*1:This is a study of the radial properties of 6 shafts I did in 2011. It is a supplement to a video published that year about golf shaft alignment. I have learned a great deal about golf shafts since that publications and my view of shaft alignment has radically changed.

*2:I discussed the measurement techniques I use to explore radial consistency of golf shafts. I explain bow, flow and the proper way to measure radial consistency of a golf shaft. Golf shaft manufacturing has improved over time. With current manufacturing practices golf shaft spine no longer exists in premium shafts. The only benefit to alignment is the profit made by those selling the service.

*3:View this video as part of my history as I explored and learned about golf shafts.

*4:The charts below show the effectiveness of the Three Point bearing tool, often referred to as a spine tool and a tip weight laser tool in locating the radial stiffness high and low points of a driver shaft. The tip laser device, often refereed to as Flat Line Oscillation FLO or Vertical Oscillation Plane VOP is an effective tool for finding the stiff and weak planes of the shaft. This can be accomplished by the club maker by FLOing the shaft in a CPM device and noting the CPM of the shaft at each of the two FLO planes. The stiff and weak planes are easily identified. If the difference is beyond 2 CPM, the quality of that shaft is marginal. Beyond 4 CPM the shaft is garbage and should have been culled at the factory. Discarding bad shafts is a cost to a manufacturer. Some companies choose to sell products that should have been scrapped.

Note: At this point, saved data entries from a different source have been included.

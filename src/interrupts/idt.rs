use lazy_static::lazy_static;
use pic8259::ChainedPics;
use spin::Mutex;
use x86_64::structures::idt::{InterruptDescriptorTable, InterruptStackFrame, PageFaultErrorCode};
use x86_64::{PrivilegeLevel, VirtAddr};

use super::gdt;
use super::usermode::{perform, syscall_handler_asm};
use crate::drivers::{keyboard, rtc};
use crate::kernel::try_with_kernel;
use crate::syscalls::Transfer;
use crate::{log_error, log_info};

pub const PIC_1_OFFSET: u8 = 32;
pub const PIC_2_OFFSET: u8 = PIC_1_OFFSET + 8;

/// Vector of the system call gate.
pub const SYSCALL_VECTOR: usize = 0x80;

/// Status handed to the parent of a process killed by an exception.
const EXCEPTION_STATUS: u8 = 255;

pub static PICS: Mutex<ChainedPics> = Mutex::new(unsafe { ChainedPics::new(PIC_1_OFFSET, PIC_2_OFFSET) });

#[derive(Debug, Clone, Copy)]
#[repr(u8)]
pub enum InterruptIndex {
    Timer = PIC_1_OFFSET,
    Keyboard = PIC_1_OFFSET + 1,
    Rtc = PIC_2_OFFSET,
}

impl InterruptIndex {
    fn as_u8(self) -> u8 {
        self as u8
    }

    fn as_usize(self) -> usize {
        usize::from(self.as_u8())
    }

    fn end_of_interrupt(self) {
        unsafe { PICS.lock().notify_end_of_interrupt(self.as_u8()) };
    }
}

lazy_static! {
    static ref IDT: InterruptDescriptorTable = {
        let mut idt = InterruptDescriptorTable::new();
        idt.breakpoint.set_handler_fn(breakpoint_handler);
        unsafe {
            idt.double_fault.set_handler_fn(double_fault_handler)
                .set_stack_index(gdt::DOUBLE_FAULT_IST_INDEX);
        }
        idt.divide_error.set_handler_fn(divide_error_handler);
        idt.invalid_opcode.set_handler_fn(invalid_opcode_handler);
        idt.page_fault.set_handler_fn(page_fault_handler);
        idt.general_protection_fault.set_handler_fn(general_protection_fault_handler);
        idt[InterruptIndex::Timer.as_usize()]
            .set_handler_fn(timer_interrupt_handler);
        idt[InterruptIndex::Keyboard.as_usize()]
            .set_handler_fn(keyboard_interrupt_handler);
        idt[InterruptIndex::Rtc.as_usize()]
            .set_handler_fn(rtc_interrupt_handler);
        unsafe {
            idt[SYSCALL_VECTOR]
                .set_handler_addr(VirtAddr::new(syscall_handler_asm as usize as u64))
                .set_privilege_level(PrivilegeLevel::Ring3);
        }
        idt
    };
}

pub fn init() {
    IDT.load();
}

/// Unmask the timer, keyboard, cascade and RTC lines; mask everything else.
pub fn unmask_device_irqs() {
    use x86_64::instructions::port::Port;

    let mut master: Port<u8> = Port::new(0x21);
    let mut slave: Port<u8> = Port::new(0xA1);
    unsafe {
        master.write(!0b0000_0111);
        slave.write(!0b0000_0001);
    }
    log_info!("PIC lines 0, 1, 2 and 8 unmasked.");
}

fn from_user_mode(stack_frame: &InterruptStackFrame) -> bool {
    stack_frame.code_segment & 0b11 == PrivilegeLevel::Ring3 as u64
}

/// A fault in ring 3 kills the process; in ring 0 it is a kernel bug.
fn user_fault(name: &str, stack_frame: &InterruptStackFrame) {
    if !from_user_mode(stack_frame) {
        panic!("EXCEPTION: {}\n{:#?}", name, stack_frame);
    }
    log_error!("EXCEPTION: {} at {:?}, terminating process", name, stack_frame.instruction_pointer);
    crate::syscalls::terminate_current(EXCEPTION_STATUS);
}

extern "x86-interrupt" fn breakpoint_handler(
    stack_frame: InterruptStackFrame)
{
    log_info!("EXCEPTION: BREAKPOINT\n{:#?}", stack_frame);
}

extern "x86-interrupt" fn double_fault_handler(
    stack_frame: InterruptStackFrame, _error_code: u64) -> !
{
    panic!("EXCEPTION: DOUBLE FAULT\n{:#?}", stack_frame);
}

extern "x86-interrupt" fn divide_error_handler(
    stack_frame: InterruptStackFrame)
{
    user_fault("DIVIDE ERROR", &stack_frame);
}

extern "x86-interrupt" fn invalid_opcode_handler(
    stack_frame: InterruptStackFrame)
{
    user_fault("INVALID OPCODE", &stack_frame);
}

extern "x86-interrupt" fn page_fault_handler(
    stack_frame: InterruptStackFrame, error_code: PageFaultErrorCode)
{
    use x86_64::registers::control::Cr2;
    log_error!("Accessed Address: {:?}", Cr2::read());
    log_error!("Error Code: {:?}", error_code);
    user_fault("PAGE FAULT", &stack_frame);
}

extern "x86-interrupt" fn general_protection_fault_handler(
    stack_frame: InterruptStackFrame, error_code: u64)
{
    log_error!("Error Code: {}", error_code);
    user_fault("GENERAL PROTECTION FAULT", &stack_frame);
}

extern "x86-interrupt" fn timer_interrupt_handler(
    _stack_frame: InterruptStackFrame)
{
    // EOI first: a switch may not come back here for a while.
    InterruptIndex::Timer.end_of_interrupt();
    if let Some(transfer @ Transfer::Switch { .. }) = try_with_kernel(|kernel, machine| kernel.tick(machine)) {
        perform(transfer);
    }
}

extern "x86-interrupt" fn keyboard_interrupt_handler(
    _stack_frame: InterruptStackFrame)
{
    use x86_64::instructions::port::Port;
    let mut port: Port<u8> = Port::new(0x60);
    let scancode = unsafe { port.read() };
    keyboard::push_scancode(scancode);
    InterruptIndex::Keyboard.end_of_interrupt();

    // Keys stay queued when the kernel is busy; the next IRQ drains them.
    let transfer = try_with_kernel(|kernel, machine| {
        while let Some(key) = keyboard::try_read_key() {
            let transfer = kernel.handle_key(machine, key);
            if transfer != Transfer::Stay {
                return transfer;
            }
        }
        Transfer::Stay
    });
    if let Some(transfer) = transfer {
        if transfer != Transfer::Stay {
            perform(transfer);
        }
    }
}

extern "x86-interrupt" fn rtc_interrupt_handler(
    _stack_frame: InterruptStackFrame)
{
    unsafe { rtc::acknowledge() };
    try_with_kernel(|kernel, _| kernel.rtc.tick());
    InterruptIndex::Rtc.end_of_interrupt();
}
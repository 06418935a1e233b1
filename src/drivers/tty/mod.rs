//! Virtual terminals: screen state, line discipline and the terminal table.
//!
//! Exactly one terminal is displayed and owns the live VGA buffer. The others
//! keep their screen in an off-screen page that the video window can map.

use x86_64::PhysAddr;

use crate::config::{LINE_BUFFER_SIZE, TERMINAL_COUNT};
use crate::drivers::keyboard::scancodes::KeyCode;
use crate::machine::Machine;
use crate::process::ProcessId;
use crate::scheduler::context::SavedExecutionContext;
use crate::vga::{copy_surface, ScreenChar, ScreenPage, TextSurface, BUFFER_HEIGHT, BUFFER_WIDTH};

#[derive(Debug, Clone, Copy, PartialEq, Eq)]
pub struct TerminalId(pub usize);

#[derive(Debug, Clone, Copy, Default, PartialEq, Eq)]
pub struct Cursor {
    pub row: usize,
    pub col: usize,
}

impl Cursor {
    fn newline(&mut self, surface: &mut dyn TextSurface) {
        self.col = 0;
        if self.row + 1 < BUFFER_HEIGHT {
            self.row += 1;
        } else {
            surface.scroll_up();
        }
    }

    fn put_byte(&mut self, surface: &mut dyn TextSurface, byte: u8) {
        match byte {
            b'\n' | b'\r' => self.newline(surface),
            byte => {
                surface.write(self.row, self.col, ScreenChar::new(byte));
                self.col += 1;
                if self.col == BUFFER_WIDTH {
                    self.newline(surface);
                }
            }
        }
    }

    fn erase(&mut self, surface: &mut dyn TextSurface) {
        if self.col > 0 {
            self.col -= 1;
        } else if self.row > 0 {
            self.row -= 1;
            self.col = BUFFER_WIDTH - 1;
        } else {
            return;
        }
        surface.write(self.row, self.col, ScreenChar::BLANK);
    }
}

pub struct TerminalRecord {
    pub id: TerminalId,
    pub cursor: Cursor,
    line: [u8; LINE_BUFFER_SIZE],
    line_len: usize,
    line_ready: bool,
    /// Kernel flow suspended when this terminal was last scheduled away.
    pub context: SavedExecutionContext,
    /// Process that runs when this terminal is scheduled.
    pub owner: Option<ProcessId>,
    pub process_count: usize,
    pub active: bool,
    page: ScreenPage,
}

impl TerminalRecord {
    pub const fn new() -> Self {
        TerminalRecord {
            id: TerminalId(0),
            cursor: Cursor { row: 0, col: 0 },
            line: [0; LINE_BUFFER_SIZE],
            line_len: 0,
            line_ready: false,
            context: SavedExecutionContext::empty(),
            owner: None,
            process_count: 0,
            active: false,
            page: ScreenPage::new(),
        }
    }

    pub fn pending_line(&self) -> &[u8] {
        &self.line[..self.line_len]
    }

    pub fn line_ready(&self) -> bool {
        self.line_ready
    }

    /// Physical address of the off-screen page, for the video window.
    pub fn page_address(&self) -> PhysAddr {
        PhysAddr::new(&self.page as *const ScreenPage as u64)
    }

    pub fn page(&self) -> &ScreenPage {
        &self.page
    }

    /// Copy the committed line into `buf` and clear it. `None` until Enter was pressed.
    pub fn take_line(&mut self, buf: &mut [u8]) -> Option<usize> {
        if !self.line_ready {
            return None;
        }
        let count = self.line_len.min(buf.len());
        buf[..count].copy_from_slice(&self.line[..count]);
        self.line_len = 0;
        self.line_ready = false;
        Some(count)
    }

    /// Apply one key to the line buffer, echoing onto `surface`.
    fn edit_line(&mut self, surface: &mut dyn TextSurface, key: KeyCode) {
        if self.line_ready {
            return;
        }
        match key {
            KeyCode::Char(c) if c.is_ascii() => {
                // The last byte is reserved for the newline.
                if self.line_len < LINE_BUFFER_SIZE - 1 {
                    self.line[self.line_len] = c as u8;
                    self.line_len += 1;
                    self.cursor.put_byte(surface, c as u8);
                }
            }
            KeyCode::Enter => {
                self.line[self.line_len] = b'\n';
                self.line_len += 1;
                self.line_ready = true;
                self.cursor.put_byte(surface, b'\n');
            }
            KeyCode::Backspace => {
                if self.line_len > 0 {
                    self.line_len -= 1;
                    self.cursor.erase(surface);
                }
            }
            KeyCode::Ctrl('l') => {
                surface.clear();
                self.cursor = Cursor::default();
                for i in 0..self.line_len {
                    self.cursor.put_byte(surface, self.line[i]);
                }
            }
            _ => {}
        }
    }
}

/// Result of feeding a key to the displayed terminal.
#[derive(Debug, Clone, Copy, PartialEq, Eq)]
pub enum KeyAction {
    Handled,
    SwitchTo(TerminalId),
}

pub struct TerminalTable<'a> {
    records: &'a mut [TerminalRecord; TERMINAL_COUNT],
    scheduled: TerminalId,
    displayed: TerminalId,
}

impl<'a> TerminalTable<'a> {
    pub fn new(records: &'a mut [TerminalRecord; TERMINAL_COUNT]) -> Self {
        for (i, record) in records.iter_mut().enumerate() {
            *record = TerminalRecord::new();
            record.id = TerminalId(i);
        }
        TerminalTable {
            records,
            scheduled: TerminalId(0),
            displayed: TerminalId(0),
        }
    }

    pub fn get(&self, id: TerminalId) -> &TerminalRecord {
        &self.records[id.0]
    }

    pub fn get_mut(&mut self, id: TerminalId) -> &mut TerminalRecord {
        &mut self.records[id.0]
    }

    /// Terminal whose process currently owns the CPU.
    pub fn scheduled(&self) -> TerminalId {
        self.scheduled
    }

    pub fn set_scheduled(&mut self, id: TerminalId) {
        self.scheduled = id;
    }

    /// Terminal shown on the screen.
    pub fn displayed(&self) -> TerminalId {
        self.displayed
    }

    /// First active terminal after `from` in round-robin order. May return `from` itself.
    pub fn next_active(&self, from: TerminalId) -> Option<TerminalId> {
        (1..=TERMINAL_COUNT)
            .map(|step| TerminalId((from.0 + step) % TERMINAL_COUNT))
            .find(|id| self.records[id.0].active)
    }

    /// Page the video window should show for `id`, `None` meaning live VGA memory.
    pub fn video_page(&self, id: TerminalId) -> Option<PhysAddr> {
        if id == self.displayed {
            None
        } else {
            Some(self.records[id.0].page_address())
        }
    }

    /// Print `bytes` on terminal `id` up to the first NUL. Returns the number printed.
    pub fn write<M: Machine>(&mut self, machine: &mut M, id: TerminalId, bytes: &[u8]) -> usize {
        let len = bytes.iter().position(|&b| b == 0).unwrap_or(bytes.len());
        let record = &mut self.records[id.0];
        if id == self.displayed {
            for &byte in &bytes[..len] {
                record.cursor.put_byte(machine.display(), byte);
            }
            machine.move_cursor(record.cursor.row, record.cursor.col);
        } else {
            for &byte in &bytes[..len] {
                record.cursor.put_byte(&mut record.page, byte);
            }
        }
        len
    }

    /// Route a key from the keyboard to the displayed terminal.
    pub fn receive_key<M: Machine>(&mut self, machine: &mut M, key: KeyCode) -> KeyAction {
        if let KeyCode::AltF(n) = key {
            let index = n as usize;
            if (1..=TERMINAL_COUNT).contains(&index) {
                return KeyAction::SwitchTo(TerminalId(index - 1));
            }
            return KeyAction::Handled;
        }
        let record = &mut self.records[self.displayed.0];
        record.edit_line(machine.display(), key);
        machine.move_cursor(record.cursor.row, record.cursor.col);
        KeyAction::Handled
    }

    /// Copy the live screen into the page of `id`.
    pub fn save<M: Machine>(&mut self, machine: &mut M, id: TerminalId) {
        copy_surface(&*machine.display(), &mut self.records[id.0].page);
    }

    /// Copy the page of `id` onto the live screen and restore its cursor.
    pub fn load<M: Machine>(&mut self, machine: &mut M, id: TerminalId) {
        let record = &self.records[id.0];
        copy_surface(&record.page, machine.display());
        machine.move_cursor(record.cursor.row, record.cursor.col);
    }

    /// Show `to` on the screen. The caller remaps the video window.
    pub fn switch_display<M: Machine>(&mut self, machine: &mut M, to: TerminalId) {
        if to == self.displayed {
            return;
        }
        self.save(machine, self.displayed);
        self.load(machine, to);
        self.displayed = to;
    }
}

#[cfg(test)]
mod tests {
    use super::*;
    use crate::testing::{terminal_records, MockMachine};

    fn line_of(table: &TerminalTable, id: TerminalId) -> Vec<u8> {
        table.get(id).pending_line().to_vec()
    }

    fn row_text(surface: &dyn TextSurface, row: usize, len: usize) -> Vec<u8> {
        (0..len).map(|col| surface.read(row, col).ascii_character).collect()
    }

    #[test]
    fn typed_line_is_echoed_and_committed() {
        let mut machine = MockMachine::new();
        let mut table = TerminalTable::new(terminal_records());
        for key in [KeyCode::Char('l'), KeyCode::Char('x'), KeyCode::Backspace, KeyCode::Char('s'), KeyCode::Enter] {
            table.receive_key(&mut machine, key);
        }
        assert!(table.get(TerminalId(0)).line_ready());
        assert_eq!(line_of(&table, TerminalId(0)), b"ls\n");
        assert_eq!(row_text(machine.screen(), 0, 3), b"ls ");
        assert_eq!(machine.cursor, (1, 0));

        // Keys after a committed line are dropped until it is read.
        table.receive_key(&mut machine, KeyCode::Char('z'));
        let mut buf = [0u8; 2];
        assert_eq!(table.get_mut(TerminalId(0)).take_line(&mut buf), Some(2));
        assert_eq!(&buf, b"ls");
        assert_eq!(table.get_mut(TerminalId(0)).take_line(&mut buf), None);
    }

    #[test]
    fn line_buffer_keeps_room_for_the_newline() {
        let mut machine = MockMachine::new();
        let mut table = TerminalTable::new(terminal_records());
        for _ in 0..LINE_BUFFER_SIZE + 10 {
            table.receive_key(&mut machine, KeyCode::Char('a'));
        }
        table.receive_key(&mut machine, KeyCode::Enter);
        let line = line_of(&table, TerminalId(0));
        assert_eq!(line.len(), LINE_BUFFER_SIZE);
        assert_eq!(line.last(), Some(&b'\n'));
    }

    #[test]
    fn ctrl_l_clears_the_screen_but_keeps_the_line() {
        let mut machine = MockMachine::new();
        let mut table = TerminalTable::new(terminal_records());
        table.write(&mut machine, TerminalId(0), b"old output\n");
        table.receive_key(&mut machine, KeyCode::Char('c'));
        table.receive_key(&mut machine, KeyCode::Ctrl('l'));
        assert_eq!(row_text(machine.screen(), 0, 2), b"c ");
        assert_eq!(table.get(TerminalId(0)).cursor, Cursor { row: 0, col: 1 });
        assert_eq!(line_of(&table, TerminalId(0)), b"c");
    }

    #[test]
    fn writes_to_hidden_terminals_land_in_their_page() {
        let mut machine = MockMachine::new();
        let mut table = TerminalTable::new(terminal_records());
        assert_eq!(table.write(&mut machine, TerminalId(1), b"bg\0ignored"), 2);
        assert_eq!(row_text(table.get(TerminalId(1)).page(), 0, 2), b"bg");
        assert_eq!(row_text(machine.screen(), 0, 2), b"  ");
        assert_eq!(table.video_page(TerminalId(1)), Some(table.get(TerminalId(1)).page_address()));
        assert_eq!(table.video_page(TerminalId(0)), None);
    }

    #[test]
    fn output_wraps_and_scrolls() {
        let mut machine = MockMachine::new();
        let mut table = TerminalTable::new(terminal_records());
        for row in 0..BUFFER_HEIGHT {
            table.write(&mut machine, TerminalId(0), &[b'a' + row as u8, b'\n']);
        }
        assert_eq!(machine.display().read(0, 0).ascii_character, b'b');
        assert_eq!(table.get(TerminalId(0)).cursor, Cursor { row: BUFFER_HEIGHT - 1, col: 0 });

        let long = [b'x'; BUFFER_WIDTH + 1];
        table.write(&mut machine, TerminalId(0), &long);
        assert_eq!(table.get(TerminalId(0)).cursor, Cursor { row: BUFFER_HEIGHT - 1, col: 1 });
    }

    #[test]
    fn save_then_load_restores_the_terminal() {
        let mut machine = MockMachine::new();
        let mut table = TerminalTable::new(terminal_records());
        let id = TerminalId(0);
        table.write(&mut machine, id, b"$ cat frame0.txt\nfish");
        table.receive_key(&mut machine, KeyCode::Char('q'));
        let cursor = table.get(id).cursor;
        let line = line_of(&table, id);
        let screen: Vec<Vec<u8>> = (0..BUFFER_HEIGHT).map(|r| row_text(machine.screen(), r, BUFFER_WIDTH)).collect();

        table.save(&mut machine, id);
        machine.display().clear();
        table.load(&mut machine, id);

        assert_eq!(table.get(id).cursor, cursor);
        assert_eq!(line_of(&table, id), line);
        assert_eq!(machine.cursor, (cursor.row, cursor.col));
        for (r, expected) in screen.iter().enumerate() {
            assert_eq!(&row_text(machine.screen(), r, BUFFER_WIDTH), expected);
        }
    }

    #[test]
    fn switching_display_swaps_screens() {
        let mut machine = MockMachine::new();
        let mut table = TerminalTable::new(terminal_records());
        table.write(&mut machine, TerminalId(0), b"zero");
        table.write(&mut machine, TerminalId(2), b"two");

        assert_eq!(table.receive_key(&mut machine, KeyCode::AltF(3)), KeyAction::SwitchTo(TerminalId(2)));
        table.switch_display(&mut machine, TerminalId(2));
        assert_eq!(table.displayed(), TerminalId(2));
        assert_eq!(row_text(machine.screen(), 0, 4), b"two ");

        table.switch_display(&mut machine, TerminalId(0));
        assert_eq!(row_text(machine.screen(), 0, 4), b"zero");
        assert_eq!(row_text(table.get(TerminalId(2)).page(), 0, 3), b"two");
    }

    #[test]
    fn inactive_terminals_are_skipped() {
        let mut table = TerminalTable::new(terminal_records());
        assert_eq!(table.next_active(TerminalId(0)), None);
        table.get_mut(TerminalId(0)).active = true;
        assert_eq!(table.next_active(TerminalId(0)), Some(TerminalId(0)));
        table.get_mut(TerminalId(2)).active = true;
        assert_eq!(table.next_active(TerminalId(0)), Some(TerminalId(2)));
        assert_eq!(table.next_active(TerminalId(2)), Some(TerminalId(0)));
    }
}
pub mod gdt;
pub mod idt;
pub mod usermode;

pub fn init() {
    gdt::init();
    idt::init();
    unsafe { idt::PICS.lock().initialize() };
    idt::unmask_device_irqs();
}
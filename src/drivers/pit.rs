//! 8253/8254 programmable interval timer, channel 0, drives the scheduler tick.

const PIT_BASE_HZ: u32 = 1_193_182;

/// Reload value for channel 0 to fire `hz` times a second.
pub fn divisor_for(hz: u32) -> u16 {
    (PIT_BASE_HZ / hz.max(1)).min(u16::MAX as u32) as u16
}

/// # Safety
/// Interrupts must be disabled.
#[cfg(target_os = "none")]
pub unsafe fn init(hz: u32) {
    use x86_64::instructions::port::Port;

    let mut command: Port<u8> = Port::new(0x43);
    let mut channel0: Port<u8> = Port::new(0x40);
    let divisor = divisor_for(hz);
    // Channel 0, lobyte/hibyte, mode 3 (square wave).
    command.write(0x36);
    channel0.write((divisor & 0xFF) as u8);
    channel0.write((divisor >> 8) as u8);
    crate::log_info!("PIT programmed at {} Hz (divisor {}).", hz, divisor);
}
//! VGA text-mode cells, the live display buffer and off-screen terminal pages.

use volatile::Volatile;

pub const BUFFER_HEIGHT: usize = 25;
pub const BUFFER_WIDTH: usize = 80;

#[allow(dead_code)]
#[derive(Debug, Clone, Copy, PartialEq, Eq)]
#[repr(u8)]
pub enum Color {
    Black = 0,
    Blue = 1,
    Green = 2,
    Cyan = 3,
    Red = 4,
    Magenta = 5,
    Brown = 6,
    LightGray = 7,
    DarkGray = 8,
    LightBlue = 9,
    LightGreen = 10,
    LightCyan = 11,
    LightRed = 12,
    Pink = 13,
    Yellow = 14,
    White = 15,
}

#[derive(Debug, Clone, Copy, PartialEq, Eq)]
#[repr(transparent)]
pub struct ColorCode(u8);

impl ColorCode {
    pub const fn new(foreground: Color, background: Color) -> ColorCode {
        ColorCode((background as u8) << 4 | (foreground as u8))
    }
}

/// Attribute used for all terminal text.
pub const TEXT_COLOR: ColorCode = ColorCode::new(Color::LightGreen, Color::Black);

#[derive(Debug, Clone, Copy, PartialEq, Eq)]
#[repr(C)]
pub struct ScreenChar {
    pub ascii_character: u8,
    pub color_code: ColorCode,
}

impl ScreenChar {
    pub const BLANK: ScreenChar = ScreenChar {
        ascii_character: b' ',
        color_code: TEXT_COLOR,
    };

    pub const fn new(ascii_character: u8) -> ScreenChar {
        ScreenChar {
            ascii_character,
            color_code: TEXT_COLOR,
        }
    }
}

/// Anything that stores an 80x25 grid of text cells.
pub trait TextSurface {
    fn read(&self, row: usize, col: usize) -> ScreenChar;
    fn write(&mut self, row: usize, col: usize, ch: ScreenChar);

    fn clear(&mut self) {
        for row in 0..BUFFER_HEIGHT {
            self.clear_row(row);
        }
    }

    fn clear_row(&mut self, row: usize) {
        for col in 0..BUFFER_WIDTH {
            self.write(row, col, ScreenChar::BLANK);
        }
    }

    /// Shift every row up by one and blank the last row.
    fn scroll_up(&mut self) {
        for row in 1..BUFFER_HEIGHT {
            for col in 0..BUFFER_WIDTH {
                let ch = self.read(row, col);
                self.write(row - 1, col, ch);
            }
        }
        self.clear_row(BUFFER_HEIGHT - 1);
    }
}

/// Copy every cell of `from` into `to`.
pub fn copy_surface(from: &dyn TextSurface, to: &mut dyn TextSurface) {
    for row in 0..BUFFER_HEIGHT {
        for col in 0..BUFFER_WIDTH {
            to.write(row, col, from.read(row, col));
        }
    }
}

/// Layout of the memory-mapped VGA text buffer at 0xB8000.
#[repr(transparent)]
pub struct Buffer {
    chars: [[Volatile<ScreenChar>; BUFFER_WIDTH]; BUFFER_HEIGHT],
}

impl Buffer {
    /// A blank buffer in ordinary memory, used where no display hardware exists.
    pub fn blank() -> Buffer {
        Buffer {
            chars: core::array::from_fn(|_| core::array::from_fn(|_| Volatile::new(ScreenChar::BLANK))),
        }
    }
}

impl TextSurface for Buffer {
    fn read(&self, row: usize, col: usize) -> ScreenChar {
        self.chars[row][col].read()
    }

    fn write(&mut self, row: usize, col: usize, ch: ScreenChar) {
        self.chars[row][col].write(ch);
    }
}

/// Off-screen copy of a terminal's display.
///
/// Page aligned so that the video window can map it in place of VGA memory.
#[derive(Clone)]
#[repr(C, align(4096))]
pub struct ScreenPage {
    chars: [[ScreenChar; BUFFER_WIDTH]; BUFFER_HEIGHT],
}

impl ScreenPage {
    pub const fn new() -> ScreenPage {
        ScreenPage {
            chars: [[ScreenChar::BLANK; BUFFER_WIDTH]; BUFFER_HEIGHT],
        }
    }
}

impl TextSurface for ScreenPage {
    fn read(&self, row: usize, col: usize) -> ScreenChar {
        self.chars[row][col]
    }

    fn write(&mut self, row: usize, col: usize, ch: ScreenChar) {
        self.chars[row][col] = ch;
    }
}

*5:The bearing based Spine tools show the bow of shafts and have little value in identifying the stiff and weak planes of a shaft.

*6:This study was inspired by the writing of my friend, Dave Tutelman. This link is his article on the subject,

*7:The data show below is an interesting illustration of golf shaft properties. The scale of measured stiffness, the blue curve, had to be radically enhanced to see the change in stiffness around the shaft. I preserved the illustrations from an old blog because it illustrates the relationship between clamped shaft oscillation and radial stiffness. Take note, where the is a flat line oscillation, there is also a second flat line oscillation about 90 degrees away.

*8:The measurements are as follows.

*9:The stiffness of the shaft as measured every 10 degrees. The shaft was clamped at the butt end, the tip was deflected 1″, the load cell was set to zero. The shaft was then deflected 5″. This method measures the stiffness of the material without any affect from any bowing or curvature in the shaft. The readings are shown as the blue line. The readings were smoothed to eliminate measurement ‘noise’.

*10:A weighted laser tip was attached to the shaft. The shaft was deflected 3″ and released. The laser trace was recorded in a 5 second timed exposure. The shaft was rotated until a stable plane of oscillation was found. The photo of the trace is shown to the right of the shaft. The shaft was then turned 90 degrees and the second stable plane was located. The solid red line shows the stable plane of the shaft closest to the stiff side of the shaft. The dashed red line, the stable plane that was on the softer side of the shaft.

*11:Using a three point bending tool the bow of the shaft was located. This tool is a pair of bearings in a tube. The shaft is inserted into the ID of the bearings and a third bearing is used to deflect the shaft. The shaft turns to the bowed side to minimize the stress of the loading force. The Bow is shown as a Yellow line.

*12:The shaft was inserted into a machining chuck which can be rotated. Two pieces of card stock were bent 90 degrees and set against each side of the tip. The shaft was rotated. The cardstock was pushed away from the shaft as the tip moved during the rotation. The points of maximum deflection to the right and left were noted and indicated by the black line.